PROBLEM TO SOLVE: Wherever the line with "cursor = token_end;" sits in the listing below, transcribe from it up to and including the line with "if let Some((key, entry))", exactly, and leave the remaining lines out.
┌────────
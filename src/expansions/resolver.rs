//! Macro expansion over authored CSS text.
//!
//! Tokens are the start character followed by an identifier made of ASCII
//! letters, digits, `-` and `_`. They are resolved left to right against the
//! expansion table; text outside a token is copied byte for byte.

use tracing::{debug, warn};

use super::{ExpansionEntry, ExpansionSettings, ExpansionTable, WrapperRef};
use crate::error::{TokenError, TokenResult};

/// CSS at-rule keywords passed through untouched when the start character is `@`.
const CSS_AT_RULES: &[&str] = &[
    "media",
    "supports",
    "container",
    "layer",
    "import",
    "keyframes",
    "font-face",
    "page",
    "charset",
    "namespace",
    "property",
    "font-feature-values",
    "counter-style",
    "document",
    "scope",
    "starting-style",
];

/// Source of CSS custom-property values used when a macro is not in the table.
pub trait VariableLookup {
    /// Returns the literal value text declared for `name` (a `--`-prefixed
    /// custom property name), if any.
    fn lookup_variable(&self, name: &str) -> Option<String>;
}

impl<F> VariableLookup for F
where
    F: Fn(&str) -> Option<String>,
{
    fn lookup_variable(&self, name: &str) -> Option<String> {
        self(name)
    }
}

/// Result of expanding one input string.
#[derive(Debug, Clone, Default, PartialEq, Eq)]
pub struct ExpansionOutput {
    /// Expanded text
    pub text: String,
    /// Tokens left in place because nothing resolved them, in order of first
    /// appearance, each written with its start character
    pub unresolved: Vec<String>,
}

impl ExpansionOutput {
    /// Returns true if every macro token was resolved.
    #[must_use]
    pub fn is_complete(&self) -> bool {
        self.unresolved.is_empty()
    }
}

/// Expands every macro token in `source`.
///
/// Literal entries are substituted verbatim. Wrapper entries fill their
/// template's `{{slot}}` placeholders and expand the result again, failing with
/// [`TokenError::CyclicExpansion`] if a wrapper chain revisits a macro. Tokens
/// missing from the table are looked up through `lookup` when
/// `settings.fallback_to_stylesheet` is set, and otherwise left in place and
/// reported in [`ExpansionOutput::unresolved`].
///
/// # Examples
///
/// ```
/// use tokenkit::expansions::{expand, ExpansionSettings, ExpansionTable};
///
/// let mut table = ExpansionTable::new();
/// table.insert_literal("@gap-s", "gap: 1rem;");
///
/// let out = expand("div{ @gap-s }", &table, &ExpansionSettings::default(), None).unwrap();
/// assert_eq!(out.text, "div{ gap: 1rem; }");
/// assert!(out.is_complete());
/// ```
pub fn expand(
    source: &str,
    table: &ExpansionTable,
    settings: &ExpansionSettings,
    lookup: Option<&dyn VariableLookup>,
) -> TokenResult<ExpansionOutput> {
    let mut resolver = Resolver {
        table,
        settings,
        lookup,
        chain: Vec::new(),
        unresolved: Vec::new(),
    };

    let text = resolver.expand_text(source)?;

    if !resolver.unresolved.is_empty() {
        warn!(
            "{} unresolved macro(s): {}",
            resolver.unresolved.len(),
            resolver.unresolved.join(", ")
        );
    }

    Ok(ExpansionOutput {
        text,
        unresolved: resolver.unresolved,
    })
}

struct Resolver<'a> {
    table: &'a ExpansionTable,
    settings: &'a ExpansionSettings,
    lookup: Option<&'a dyn VariableLookup>,
    /// Macro keys currently being expanded through wrappers
    chain: Vec<String>,
    unresolved: Vec<String>,
}

impl Resolver<'_> {
    fn expand_text(&mut self, source: &str) -> TokenResult<String> {
        let start = self.settings.start_character;
        let mut output = String::with_capacity(source.len());
        let mut copied_up_to = 0;
        let mut cursor = 0;

        while let Some(offset) = source[cursor..].find(start) {
            let token_start = cursor + offset;
            let name_start = token_start + start.len_utf8();
            let name_len = source[name_start..]
                .find(|c: char| !is_identifier_char(c))
                .unwrap_or(source.len() - name_start);

            if name_len == 0 {
                cursor = name_start;
                continue;
            }

            let token_end = name_start + name_len;
            let token = &source[token_start..token_end];
            let bare = &source[name_start..token_end];

            output.push_str(&source[copied_up_to..token_start]);
            match self.resolve_token(token, bare)? {
                Some(replacement) => output.push_str(&replacement),
                None => output.push_str(token),
            }

            copied_up_to = token_end;
            cursor = token_end;
        }

        output.push_str(&source[copied_up_to..]);
        Ok(output)
    }

    fn resolve_token(&mut self, token: &str, bare: &str) -> TokenResult<Option<String>> {
        let table = self.table;
        if let Some((key, entry)) = table.lookup(token, bare) {
            debug!("expanding {token} via table key '{key}'");
            return match entry {
                ExpansionEntry::Literal(css) => Ok(Some(css.clone())),
                ExpansionEntry::Wrapped(reference) => self.expand_wrapper(token, reference),
            };
        }

        if self.settings.start_character == '@' && CSS_AT_RULES.contains(&bare) {
            return Ok(None);
        }

        if self.settings.fallback_to_stylesheet {
            if let Some(lookup) = self.lookup {
                let variable = if bare.starts_with("--") {
                    bare.to_string()
                } else {
                    format!("--{bare}")
                };
                if let Some(value) = lookup.lookup_variable(&variable) {
                    debug!("expanding {token} from stylesheet variable {variable}");
                    return Ok(Some(value));
                }
            }
        }

        if !self.unresolved.iter().any(|seen| seen == token) {
            self.unresolved.push(token.to_string());
        }
        Ok(None)
    }

    fn expand_wrapper(&mut self, token: &str, reference: &WrapperRef) -> TokenResult<Option<String>> {
        if self.chain.iter().any(|visited| visited == token) {
            let mut chain = self.chain.clone();
            chain.push(token.to_string());
            return Err(TokenError::CyclicExpansion { chain });
        }

        let table = self.table;
        let Some(template) = table.wrappers.get(&reference.wrapper) else {
            warn!(
                "macro {token} references unknown wrapper '{}'",
                reference.wrapper
            );
            if !self.unresolved.iter().any(|seen| seen == token) {
                self.unresolved.push(token.to_string());
            }
            return Ok(None);
        };

        let filled = fill_template(template, reference, token);

        self.chain.push(token.to_string());
        let expanded = self.expand_text(&filled);
        self.chain.pop();

        expanded.map(Some)
    }
}

/// Replaces `{{slot}}` placeholders with the reference's slot text.
///
/// Placeholders without a matching slot are replaced with nothing.
fn fill_template(template: &str, reference: &WrapperRef, token: &str) -> String {
    let mut filled = String::with_capacity(template.len());
    let mut rest = template;

    while let Some(open) = rest.find("{{") {
        let Some(close) = rest[open + 2..].find("}}") else {
            break;
        };
        let slot = rest[open + 2..open + 2 + close].trim();

        filled.push_str(&rest[..open]);
        match reference.slots.get(slot) {
            Some(text) => filled.push_str(text),
            None => debug!("macro {token}: wrapper slot '{slot}' left empty"),
        }
        rest = &rest[open + 2 + close + 2..];
    }

    filled.push_str(rest);
    filled
}

const fn is_identifier_char(c: char) -> bool {
    c.is_ascii_alphanumeric() || c == '-' || c == '_'
}
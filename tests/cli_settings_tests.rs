//! End-to-end tests for `tokenkit settings`.
//!
//! Every command runs against its own temporary config directory.

mod fixtures;
use fixtures::*;

use tempfile::TempDir;

#[test]
fn test_settings_set_backfills_and_generates() {
    let temp_dir = TempDir::new().unwrap();
    let config_dir = temp_dir.path();

    let output = tokenkit(config_dir, &["settings", "set", "color-primary=#ff0000", "space-m=1rem"]);
    assert_eq!(output.status.code(), Some(0), "stderr: {}", stderr(&output));
    assert!(stdout(&output).contains("regenerated 2 file(s)"));

    assert!(config_dir.join("settings.json").exists());
    let tokens = std::fs::read_to_string(config_dir.join("css").join("tokens.css")).unwrap();
    assert!(tokens.contains("--primary-h: 0;"));

    let output = tokenkit(config_dir, &["settings", "show", "--json"]);
    let result = stdout_json(&output);
    assert_eq!(result["primary-dark-s"], "100");
    assert_eq!(result["space-m"], "1rem");

    let output = tokenkit(config_dir, &["settings", "show", "--key", "space-m"]);
    assert_eq!(stdout(&output).trim(), "1rem");
}

#[test]
fn test_settings_set_twice_is_unchanged() {
    let temp_dir = TempDir::new().unwrap();
    let config_dir = temp_dir.path();

    let first = tokenkit(config_dir, &["settings", "set", "space-m=1rem", "--json"]);
    assert_eq!(stdout_json(&first)["changed"], true);

    let second = tokenkit(config_dir, &["settings", "set", "space-m=1rem", "--json"]);
    let result = stdout_json(&second);
    assert_eq!(result["changed"], false);
    assert_eq!(result["generated_count"], 0);
}

#[test]
fn test_settings_set_no_regenerate() {
    let temp_dir = TempDir::new().unwrap();
    let config_dir = temp_dir.path();

    let output = tokenkit(config_dir, &["settings", "set", "space-m=1rem", "--no-regenerate"]);
    assert_eq!(output.status.code(), Some(0));
    assert!(!config_dir.join("css").join("tokens.css").exists());
}

#[test]
fn test_settings_set_invalid_color_exits_1() {
    let temp_dir = TempDir::new().unwrap();
    let config_dir = temp_dir.path();

    let output = tokenkit(config_dir, &["settings", "set", "color-primary=#nothex"]);
    assert_eq!(output.status.code(), Some(1));
    assert!(stderr(&output).contains("color-primary"));
    assert!(!config_dir.join("settings.json").exists());
}

#[test]
fn test_settings_show_missing_key_exits_1() {
    let temp_dir = TempDir::new().unwrap();
    let output = tokenkit(temp_dir.path(), &["settings", "show", "--key", "nope"]);
    assert_eq!(output.status.code(), Some(1));
}

#[test]
fn test_settings_apply_patch_formats() {
    let temp_dir = TempDir::new().unwrap();
    let config_dir = temp_dir.path().join("config");
    let yaml = write_file(
        temp_dir.path(),
        "patch.yaml",
        "color-accent: \"#00ff00\"\noption-sticky: true\ncolumns: 12\n",
    );

    let output = tokenkit(&config_dir, &["settings", "apply", yaml.to_str().unwrap()]);
    assert_eq!(output.status.code(), Some(0), "stderr: {}", stderr(&output));

    let result = stdout_json(&tokenkit(&config_dir, &["settings", "show", "--json"]));
    assert_eq!(result["option-sticky"], "on");
    assert_eq!(result["columns"], "12");
    assert_eq!(result["accent-comp-s"], "100");
}

#[test]
fn test_settings_apply_empty_is_nothing_to_do() {
    let temp_dir = TempDir::new().unwrap();
    let patch = write_file(temp_dir.path(), "empty.json", "{}");

    let output = tokenkit(temp_dir.path(), &["settings", "apply", patch.to_str().unwrap()]);
    assert_eq!(output.status.code(), Some(0));
    assert!(stdout(&output).contains("Nothing to update"));
}

#[test]
fn test_settings_apply_non_mapping_exits_1() {
    let temp_dir = TempDir::new().unwrap();
    let patch = write_file(temp_dir.path(), "list.json", "[\"a\", \"b\"]");

    let output = tokenkit(temp_dir.path(), &["settings", "apply", patch.to_str().unwrap()]);
    assert_eq!(output.status.code(), Some(1));
}

#[test]
fn test_settings_apply_missing_file_exits_2() {
    let temp_dir = TempDir::new().unwrap();
    let missing = temp_dir.path().join("missing.json");

    let output = tokenkit(temp_dir.path(), &["settings", "apply", missing.to_str().unwrap()]);
    assert_eq!(output.status.code(), Some(2));
}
└────────
RESPONSE:
            cursor = token_end;
        }

        output.push_str(&source[copied_up_to..]);
        Ok(output)
    }

    fn resolve_token(&mut self, token: &str, bare: &str) -> TokenResult<Option<String>> {
        let table = self.table;
        if let Some((key, entry)) = table.lookup(token, bare) {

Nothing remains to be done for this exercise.